L’aggravation paradoxale de l’état du patient par un effet nocebo ou l’apparition d’effets indésirables (EI) sont observées très souvent après prescription de toutes sortes de moyens thérapeutiques. Cette évidence, longtemps ignorée, apparaît après analyse du groupe pla­-cebo des essais cliniques : beaucoup de ces patients développent les EI qui leur avaient été décrits lors de l’inclusion. Une méta-analyse incluant 45 380 participants à un essai de vaccin contre le Covid-19 a montré que les groupes recevant le placebo ont développé massivement une « réponse nocebo » après la première dose (35,2 %) et après la seconde (31,8 %).6 Les groupes placebo de 73 études sur les traitements de crise de migraine ont également développé les EI annoncés initialement.7 La manière de présenter les effets indésirables d’un médicament est ainsi un élément essentiel.8
En dehors des essais cliniques, l’effet nocebo est aussi très fréquent dans la pratique quotidienne. Il est source d’arrêts thérapeutiques injustifiés. Les causes sont souvent liées au manque de neutralité du soignant (encadré 2) : la mauvaise tolérance est fréquemment due à une prescription médicamenteuse anxiogène ou à un manque de confiance envers le médecin.2

Quelles situations sont propices ?

Les domaines privilégiés d’expression de l’effet placebo concernent les troubles et symptômes subjectifs impliquant le système nerveux, mais aussi les pathologies où le stress et l’anxiété sont très prégnants. La douleur,9 les troubles psychiatriques10 apparaissent ainsi les plus concernés. Sur 232 essais contrôlés incluant 73 388 patients présentant des dépressions sévères, seulement 15 % d’entre eux ont bénéficié d’un effet antidépresseur substantiel au-delà d’un effet placebo.11
Le médecin de première ligne est confronté quotidiennement à des demandes susceptibles de répondre favorablement au placebo : troubles du sommeil, anxiété, troubles digestifs… Les taux de réponses positives au placebo dans de nombreuses études randomisées sont très pro-ches et parfois supérieurs à ceux du médicament testé.3 Fabrizio Bene­detti, neuroscientifique turinois, a largement exploré les effets nocebo et placebo sur des volontaires sains. Ses études sur l’hypoxie d’altitude,12 réalisées à plus de 4 000 m sont très impressionnantes : l’organisme humain peut ainsi s’adapter à des situations extrêmes où le taux d’oxygène est diminué d’au moins 40 %. Après une inhalation d’oxygène initiale puis des inhalations de placebo (air ambiant présenté comme de l’oxygène), les marqueurs de l’hypoxie, la tachycardie, les céphalées, la fatigue, le débit cardiaque, le taux de prostaglandines s’améliorent significativement.
En situation clinique, les scores de douleur postopératoire augmentent significativement quand le patient est faussement informé que le traitement antalgique était interrompu alors qu’il continue de recevoir le produit aux mêmes doses ; de même, les patients ne sachant pas qu’ils bénéficient d’un antalgique actif (perfusion cachée d’opiacé) ont des niveaux de douleur augmentés de 20 à 30 %.20 Ces études suggèrent que les effets placebo et nocebo sont très présents dans nos pratiques thérapeutiques quotidiennes ; ils participeraient pour 20 à 30 % de l’efficacité ou de l’inefficacité des traitements antalgiques !

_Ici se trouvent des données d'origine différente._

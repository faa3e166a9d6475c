//! Method + URL-pattern router.
//!
//! Patterns are slash-separated segments of three kinds:
//!
//! - literal (`/hello`) — must match exactly
//! - parameter (`/:name`) — captures one segment, in pattern order
//! - trailing wildcard (`/*`) — matches any remainder, including none
//!
//! Routes are tried in registration order. A handler may decline a request
//! it structurally matched by returning [`Dispatch::Yielded`]; the scan then
//! resumes with the next matching route. That keeps "can I handle this?"
//! decisions (header inspection, content negotiation) inside handlers
//! without pre-filtering machinery.
//!
//! The router stores no HTTP types: handlers receive a caller-supplied
//! user value `U` plus the captured [`Params`].

#![deny(unsafe_code)]

/// What a handler did with a matched request.
#[derive(Debug, Clone, Copy, PartialEq, Eq)]
pub enum Dispatch {
    /// The handler took the request; matching stops.
    Handled,
    /// The handler declined; matching resumes with later routes.
    Yielded,
}

/// Positional parameter captures, in pattern order.
#[derive(Debug, Clone, Default, PartialEq, Eq)]
pub struct Params {
    values: Vec<String>,
}

impl Params {
    /// The capture at `index`, counting `:name` segments left to right.
    #[must_use]
    pub fn get(&self, index: usize) -> Option<&str> {
        self.values.get(index).map(String::as_str)
    }

    #[must_use]
    pub fn len(&self) -> usize {
        self.values.len()
    }

    #[must_use]
    pub fn is_empty(&self) -> bool {
        self.values.is_empty()
    }

    pub fn iter(&self) -> impl Iterator<Item = &str> {
        self.values.iter().map(String::as_str)
    }
}

enum Segment {
    Literal(String),
    Param(String),
    Wildcard,
}

type Handler<U> = Box<dyn FnMut(&mut U, &Params) -> Dispatch>;

struct Route<U> {
    method: String,
    segments: Vec<Segment>,
    handler: Handler<U>,
}

/// Registration-order router generic over the per-dispatch user value.
pub struct HttpRouter<U> {
    routes: Vec<Route<U>>,
}

impl<U> Default for HttpRouter<U> {
    fn default() -> Self {
        Self::new()
    }
}

impl<U> HttpRouter<U> {
    #[must_use]
    pub fn new() -> Self {
        Self { routes: Vec::new() }
    }

    /// Register `handler` for `method` (uppercased; `"*"` matches only when
    /// routed with `"*"`) and `pattern`.
    pub fn add(
        &mut self,
        method: &str,
        pattern: &str,
        handler: impl FnMut(&mut U, &Params) -> Dispatch + 'static,
    ) {
        self.routes.push(Route {
            method: method.to_ascii_uppercase(),
            segments: parse_pattern(pattern),
            handler: Box::new(handler),
        });
    }

    /// Try routes registered for exactly `method` against `url`, in
    /// registration order, until one handles the request.
    ///
    /// Returns whether any handler took it.
    pub fn route(&mut self, method: &str, url: &str, user: &mut U) -> bool {
        for route in &mut self.routes {
            if !route.method.eq_ignore_ascii_case(method) {
                continue;
            }
            let Some(params) = match_segments(&route.segments, url) else {
                continue;
            };
            match (route.handler)(user, &params) {
                Dispatch::Handled => return true,
                Dispatch::Yielded => {}
            }
        }
        false
    }

    #[must_use]
    pub fn len(&self) -> usize {
        self.routes.len()
    }

    #[must_use]
    pub fn is_empty(&self) -> bool {
        self.routes.is_empty()
    }
}

fn parse_pattern(pattern: &str) -> Vec<Segment> {
    pattern
        .split('/')
        .filter(|s| !s.is_empty())
        .map(|s| {
            if s == "*" {
                Segment::Wildcard
            } else if let Some(name) = s.strip_prefix(':') {
                Segment::Param(name.to_string())
            } else {
                Segment::Literal(s.to_string())
            }
        })
        .collect()
}

fn match_segments(segments: &[Segment], url: &str) -> Option<Params> {
    let mut parts = url.split('/').filter(|s| !s.is_empty());
    let mut values = Vec::new();
    for segment in segments {
        match segment {
            Segment::Wildcard => return Some(Params { values }),
            Segment::Literal(lit) => {
                if parts.next()? != lit {
                    return None;
                }
            }
            Segment::Param(_) => {
                values.push(parts.next()?.to_string());
            }
        }
    }
    if parts.next().is_some() {
        return None;
    }
    Some(Params { values })
}
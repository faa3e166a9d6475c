//! Minimal routed server: parameters, method routing, catch-all.
//!
//! Run with `cargo run --example hello`, then try:
//!
//! ```text
//! curl http://127.0.0.1:3000/hello
//! curl -X POST http://127.0.0.1:3000/hello
//! curl http://127.0.0.1:3000/a/b
//! curl http://127.0.0.1:3000/anything/else/at/all
//! ```

use freshet::prelude::*;

fn main() -> std::io::Result<()> {
    env_logger::init();

    App::new()?
        .get("/:param1/:param2", |res, req| {
            res.write(b"GET /:param1/:param2 = ");
            res.end(req.url().as_bytes());
            Dispatch::Handled
        })
        .post("/hello", |res, _req| {
            res.end(b"POST /hello");
            Dispatch::Handled
        })
        .get("/hello", |res, _req| {
            res.end(b"GET /hello");
            Dispatch::Handled
        })
        .any("/*", |res, _req| {
            res.end(b"Here's nothing for you to see!");
            Dispatch::Handled
        })
        .listen("127.0.0.1", 3000)?
        .run()
}
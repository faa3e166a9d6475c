//! Event-driven HTTP/1.1 server framework.
//!
//! freshet serves HTTP from a single-threaded, non-blocking event loop:
//! handlers run synchronously on the loop thread, responses write through a
//! corked socket with explicit backpressure, slow clients are evicted by a
//! per-connection idle timer, and a connection can upgrade to WebSocket
//! mid-request. Run one [`App`] per thread to scale horizontally.
//!
//! # Crate structure
//!
//! - [`freshet_loop`] — socket layer: event loop, transports, cork/uncork
//! - [`freshet_router`] — pattern router with cooperative yield
//! - [`freshet_http`] — the HTTP context core (parsing, response
//!   lifecycle, timeouts, upgrade bridge, middleware)
//! - this crate — the fluent [`App`] surface
//!
//! # Quick start
//!
//! ```no_run
//! use freshet::{App, Dispatch};
//!
//! App::new()?
//!     .get("/hello", |res, _req| {
//!         res.end(b"hello");
//!         Dispatch::Handled
//!     })
//!     .get("/:name", |res, req| {
//!         let mut greeting = b"hi ".to_vec();
//!         greeting.extend_from_slice(req.parameter(0).unwrap_or("?").as_bytes());
//!         res.end(&greeting);
//!         Dispatch::Handled
//!     })
//!     .listen("127.0.0.1", 3000)?
//!     .run()?;
//! # Ok::<(), std::io::Error>(())
//! ```

#![deny(unsafe_code)]

mod app;

pub use app::App;

pub use freshet_http::{
    upgrade, ContextOptions, Dispatch, Headers, HttpContext, HttpRequest, HttpResponse,
    HttpVersion, Params, HTTP_IDLE_TIMEOUT_S,
};
pub use freshet_loop::{
    ContextId, DataVerdict, EventLoop, Socket, SocketContextOptions, SocketEvents,
};

/// Convenient glob import for applications.
pub mod prelude {
    pub use crate::{App, ContextOptions, Dispatch, HttpRequest, HttpResponse};
}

Les enfants sont plus réceptifs à l’effet placebo

Les réponses au placebo apparaissent plus importantes chez l’enfant en général,13 et tout particulièrement en cas de troubles psychiatriques14 ou de troubles obsessionnels (31 % de succès avec le placebo), dans les troubles anxieux (39,6 %) et dans la dépression sévère (49,6 %). La suggestibilité de l’enfant apparaît plus grande que celle de l’adulte.15 Dans les douleurs abdominales fonctionnelles,16 les résultats de 21 essais randomisés contrôlés ont montré une franche amélioration avec le placebo chez 41 % des sujets.